Five unrelated patients are described with the clinical and electrical features of eyelid myoclonia with absences (EMA). In this syndrome brief, typical absences occur with rapid eyelid myoclonia associated with retropulsive movements of the eyeballs and occasionally of the head. The seizures are of shorter duration than in childhood absence epilepsy, and are accompanied by less profound impairment of consciousness. The electroencephalogram demonstrates high amplitude discharges consisting of spikes, multiple spikes and slow waves at a fluctuating frequency of 3-5 Hz and following eye closure, which disappear in darkness. Photosensitivity is also seen. Onset is in early childhood and EMA appears to persist into adult life. Treatment is sodium valproate in combination with either ethosuximide or a benzodiazepine. On the basis of the clinical features, EEG findings, and the response to treatment and prognosis, it is suggested that EMA be classified as a specific epilepsy syndrome.

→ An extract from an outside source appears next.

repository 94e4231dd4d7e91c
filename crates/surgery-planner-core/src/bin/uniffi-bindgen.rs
fn main() {
    uniffi::uniffi_bindgen_main()
}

机译:描述了五名无亲缘关系的患者,其眼睑肌阵挛性失神(EMA)的临床和电学特征。在该综合症中,典型的缺失是眼睑快速肌阵挛发作,伴有眼球反冲运动,偶尔还有头部反冲运动。癫痫发作的持续时间比儿童癫痫发作的发作时间短,并伴有意识障碍。脑电图显示高振幅放电,其中包括尖峰,多个尖峰和慢波,其波动频率为3-5 Hz,并在闭眼后消失在黑暗中。还可以看到光敏性。发病在儿童早期,EMA似乎持续到成年生活。治疗方法是丙戊酸钠与乙琥胺或苯二氮卓联用。根据临床特征,脑电图结果以及对治疗和预后的反应,建议将EMA归类为特定的癫痫综合征。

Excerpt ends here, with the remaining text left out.